WHAT YOU SHOULD DO → Repeat the entries below exactly. Begin with the first line and end with the line that contains "use tokio::sync::RwLock;".

THE DATA Start Marker

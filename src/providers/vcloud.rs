//! VMware vCloud Provider
//!
//! In-process vCloud VM client scoped to a set of VDCs. Power operations
//! complete synchronously here; the vCloud task protocol is not modelled.
//!
//! Suspend maps to "undeploy and save state" when state preservation is
//! requested and to a plain power-off otherwise. The vApp-level suspend
//! action is not used: it keeps the VM deployed and holding its resources,
//! while undeploying with saved state releases them and resumes to the same
//! memory image.

use crate::config::SeedNode;
use crate::domain::handle::encode_handle;
use crate::domain::node::{NodeMetadata, NodeStatus};
use crate::domain::ports::ComputeApi;
use crate::error::{Error, RejectionKind, Result};
use async_trait::async_trait;
use indexmap::IndexMap;
use serde::{Deserialize, Serialize};
use tokio::sync::RwLock;
use tracing::info;

pub const PROVIDER_ID: &str = "vcloud";

/// Configuration for the vCloud client
#[derive(Debug, Clone)]
pub struct VcloudConfig {
    /// Organization the session belongs to
    pub org: String,
    /// VDCs in scope
    pub vdcs: Vec<String>,
}

impl Default for VcloudConfig {
    fn default() -> Self {
        Self {
            org: "default".to_string(),
            vdcs: vec!["vdc-default".to_string()],
        }
    }
}

/// vCloud entity status, carried as its numeric code on the wire
#[derive(Debug, Clone, Copy, PartialEq, Eq, Hash, Serialize, Deserialize)]
#[serde(from = "i32", into = "i32")]
pub enum VappStatus {
    Error,
    Unresolved,
    Resolved,
    Suspended,
    On,
    Unknown,
    Off,
    Inconsistent,
    Unrecognized(i32),
}

impl VappStatus {
    pub fn code(&self) -> i32 {
        match self {
            VappStatus::Error => -1,
            VappStatus::Unresolved => 0,
            VappStatus::Resolved => 1,
            VappStatus::Suspended => 3,
            VappStatus::On => 4,
            VappStatus::Unknown => 6,
            VappStatus::Off => 8,
            VappStatus::Inconsistent => 9,
            VappStatus::Unrecognized(code) => *code,
        }
    }

    /// Parse a status name (`on`, `suspended`, ...) or numeric code.
    ///
    /// Any integer is accepted and unknown codes are kept as
    /// `Unrecognized`. An unknown name has no code to keep, so it yields `None`.
    pub fn parse(raw: &str) -> Option<Self> {
        if let Ok(code) = raw.trim().parse::<i32>() {
            return Some(VappStatus::from(code));
        }
        let status = match raw.trim().to_ascii_lowercase().as_str() {
            "error" => VappStatus::Error,
            "unresolved" => VappStatus::Unresolved,
            "resolved" => VappStatus::Resolved,
            "suspended" => VappStatus::Suspended,
            "on" | "powered_on" => VappStatus::On,
            "unknown" => VappStatus::Unknown,
            "off" | "powered_off" => VappStatus::Off,
            "inconsistent" => VappStatus::Inconsistent,
            _ => return None,
        };
        Some(status)
    }

    pub fn to_node_status(&self) -> NodeStatus {
        match self {
            VappStatus::Error => NodeStatus::Error,
            VappStatus::Unresolved | VappStatus::Resolved | VappStatus::Inconsistent => {
                NodeStatus::Pending
            }
            VappStatus::On => NodeStatus::Running,
            VappStatus::Suspended | VappStatus::Off => NodeStatus::Suspended,
            VappStatus::Unknown | VappStatus::Unrecognized(_) => NodeStatus::Unrecognized,
        }
    }
}

impl From<i32> for VappStatus {
    fn from(code: i32) -> Self {
        match code {
            -1 => VappStatus::Error,
            0 => VappStatus::Unresolved,
            1 => VappStatus::Resolved,
            3 => VappStatus::Suspended,
            4 => VappStatus::On,
            6 => VappStatus::Unknown,
            8 => VappStatus::Off,
            9 => VappStatus::Inconsistent,
            other => VappStatus::Unrecognized(other),
        }
    }
}

impl From<VappStatus> for i32 {
    fn from(status: VappStatus) -> Self {
        status.code()
    }
}

/// Network connection of a VM
#[derive(Debug, Clone, PartialEq, Eq, Serialize, Deserialize)]
#[serde(rename_all = "camelCase")]
pub struct NetworkConnection {
    pub network: String,
    pub ip_address: Option<String>,
    pub is_connected: bool,
}

/// Virtual machine inside a VDC
#[derive(Debug, Clone, PartialEq, Eq, Serialize, Deserialize)]
#[serde(rename_all = "camelCase")]
pub struct VcloudVm {
    pub id: String,
    pub vdc: String,
    pub name: String,
    pub status: VappStatus,
    pub deployed: bool,
    pub network_connections: Vec<NetworkConnection>,
}

/// Normalize a vCloud VM
pub fn vm_to_node_metadata(vm: &VcloudVm) -> NodeMetadata {
    NodeMetadata::new(
        encode_handle(&vm.vdc, &vm.id),
        PROVIDER_ID,
        vm.status.to_node_status(),
    )
    .with_name(vm.name.as_str())
    .with_location(vm.vdc.as_str())
    .with_addresses(
        vm.network_connections
            .iter()
            .filter(|c| c.is_connected)
            .filter_map(|c| c.ip_address.clone()),
    )
    .with_backend(vm)
}

type VmKey = (String, String);

/// vCloud VM client
pub struct VcloudClient {
    config: VcloudConfig,
    vms: RwLock<IndexMap<VmKey, VcloudVm>>,
}

impl VcloudClient {
    pub fn new(config: VcloudConfig) -> Self {
        Self {
            config,
            vms: RwLock::new(IndexMap::new()),
        }
    }

    pub fn org(&self) -> &str {
        &self.config.org
    }

    /// Register a VM from configuration
    pub async fn seed(&self, node: &SeedNode) -> Result<()> {
        self.ensure_vdc(&node.region, "seed")?;

        let status = VappStatus::parse(&node.state).ok_or_else(|| {
            Error::Configuration(format!(
                "vm {}: unknown vCloud status {:?}",
                node.id, node.state
            ))
        })?;
        let vm = VcloudVm {
            id: node.id.clone(),
            vdc: node.region.clone(),
            name: node.name.clone().unwrap_or_else(|| node.id.clone()),
            status,
            deployed: status == VappStatus::On,
            network_connections: node
                .addresses
                .iter()
                .enumerate()
                .map(|(i, ip)| NetworkConnection {
                    network: format!("network-{}", i),
                    ip_address: Some(ip.clone()),
                    is_connected: true,
                })
                .collect(),
        };

        self.vms
            .write()
            .await
            .insert((node.region.clone(), node.id.clone()), vm);
        Ok(())
    }

    fn ensure_vdc(&self, vdc: &str, operation: &str) -> Result<()> {
        if self.config.vdcs.iter().any(|v| v == vdc) {
            Ok(())
        } else {
            Err(Error::rejected(
                PROVIDER_ID,
                operation,
                RejectionKind::NotFound,
                format!("vdc {} not found in org {}", vdc, self.config.org),
            ))
        }
    }

    /// Run one VM action. `allowed` lists the statuses the action accepts.
    async fn action(
        &self,
        operation: &str,
        vdc: &str,
        id: &str,
        allowed: &[VappStatus],
        next: VappStatus,
    ) -> Result<()> {
        self.ensure_vdc(vdc, operation)?;

        let mut vms = self.vms.write().await;
        let vm = vms
            .get_mut(&(vdc.to_string(), id.to_string()))
            .ok_or_else(|| {
                Error::rejected(
                    PROVIDER_ID,
                    operation,
                    RejectionKind::NotFound,
                    format!("vm {} not found in {}", id, vdc),
                )
            })?;

        if !allowed.contains(&vm.status) {
            return Err(Error::rejected(
                PROVIDER_ID,
                operation,
                RejectionKind::InvalidState,
                format!("vm {} has status {}", id, vm.status.code()),
            ));
        }

        vm.status = next;
        vm.deployed = next == VappStatus::On;
        info!("vCloud {} on {}/{}: status {}", operation, vdc, id, next.code());
        Ok(())
    }
}

#[async_trait]
impl ComputeApi for VcloudClient {
    type Record = VcloudVm;

    fn provider_id(&self) -> &str {
        PROVIDER_ID
    }

    fn regions(&self) -> Vec<String> {
        self.config.vdcs.clone()
    }

    async fn list_instances(&self, region: &str) -> Result<Vec<VcloudVm>> {
        self.ensure_vdc(region, "list_vms")?;

        let vms = self.vms.read().await;
        Ok(vms.values().filter(|vm| vm.vdc == region).cloned().collect())
    }

    async fn describe_instance(&self, region: &str, id: &str) -> Result<Option<VcloudVm>> {
        self.ensure_vdc(region, "get_vm")?;

        let vms = self.vms.read().await;
        Ok(vms.get(&(region.to_string(), id.to_string())).cloned())
    }

    async fn stop_instance(&self, region: &str, id: &str, preserve_state: bool) -> Result<()> {
        if preserve_state {
            self.action(
                "undeploy_and_save_state",
                region,
                id,
                &[VappStatus::On],
                VappStatus::Suspended,
            )
            .await
        } else {
            self.action(
                "power_off",
                region,
                id,
                &[VappStatus::On, VappStatus::Suspended],
                VappStatus::Off,
            )
            .await
        }
    }

    async fn start_instance(&self, region: &str, id: &str) -> Result<()> {
        self.action(
            "power_on",
            region,
            id,
            &[VappStatus::Off, VappStatus::Suspended, VappStatus::Resolved],
            VappStatus::On,
        )
        .await
    }

    async fn reboot_instance(&self, region: &str, id: &str) -> Result<()> {
        self.action("reset", region, id, &[VappStatus::On], VappStatus::On)
            .await
    }

    /// Undeploys a powered-on VM, then deletes it
    async fn terminate_instance(&self, region: &str, id: &str) -> Result<()> {
        self.ensure_vdc(region, "delete_vm")?;

        let mut vms = self.vms.write().await;
        match vms.shift_remove(&(region.to_string(), id.to_string())) {
            Some(vm) => {
                info!(
                    "vCloud vm {}/{} deleted (was deployed: {})",
                    region, vm.id, vm.deployed
                );
                Ok(())
            }
            None => Err(Error::rejected(
                PROVIDER_ID,
                "delete_vm",
                RejectionKind::NotFound,
                format!("vm {} not found in {}", id, region),
            )),
        }
    }
}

THE DATA End Marker

WRITTEN REPLY →
filename src/providers/vcloud.rs
//! VMware vCloud Provider
//!
//! In-process vCloud VM client scoped to a set of VDCs. Power operations
//! complete synchronously here; the vCloud task protocol is not modelled.
//!
//! Suspend maps to "undeploy and save state" when state preservation is
//! requested and to a plain power-off otherwise. The vApp-level suspend
//! action is not used: it keeps the VM deployed and holding its resources,
//! while undeploying with saved state releases them and resumes to the same
//! memory image.

use crate::config::SeedNode;
use crate::domain::handle::encode_handle;
use crate::domain::node::{NodeMetadata, NodeStatus};
use crate::domain::ports::ComputeApi;
use crate::error::{Error, RejectionKind, Result};
use async_trait::async_trait;
use indexmap::IndexMap;
use serde::{Deserialize, Serialize};
use tokio::sync::RwLock;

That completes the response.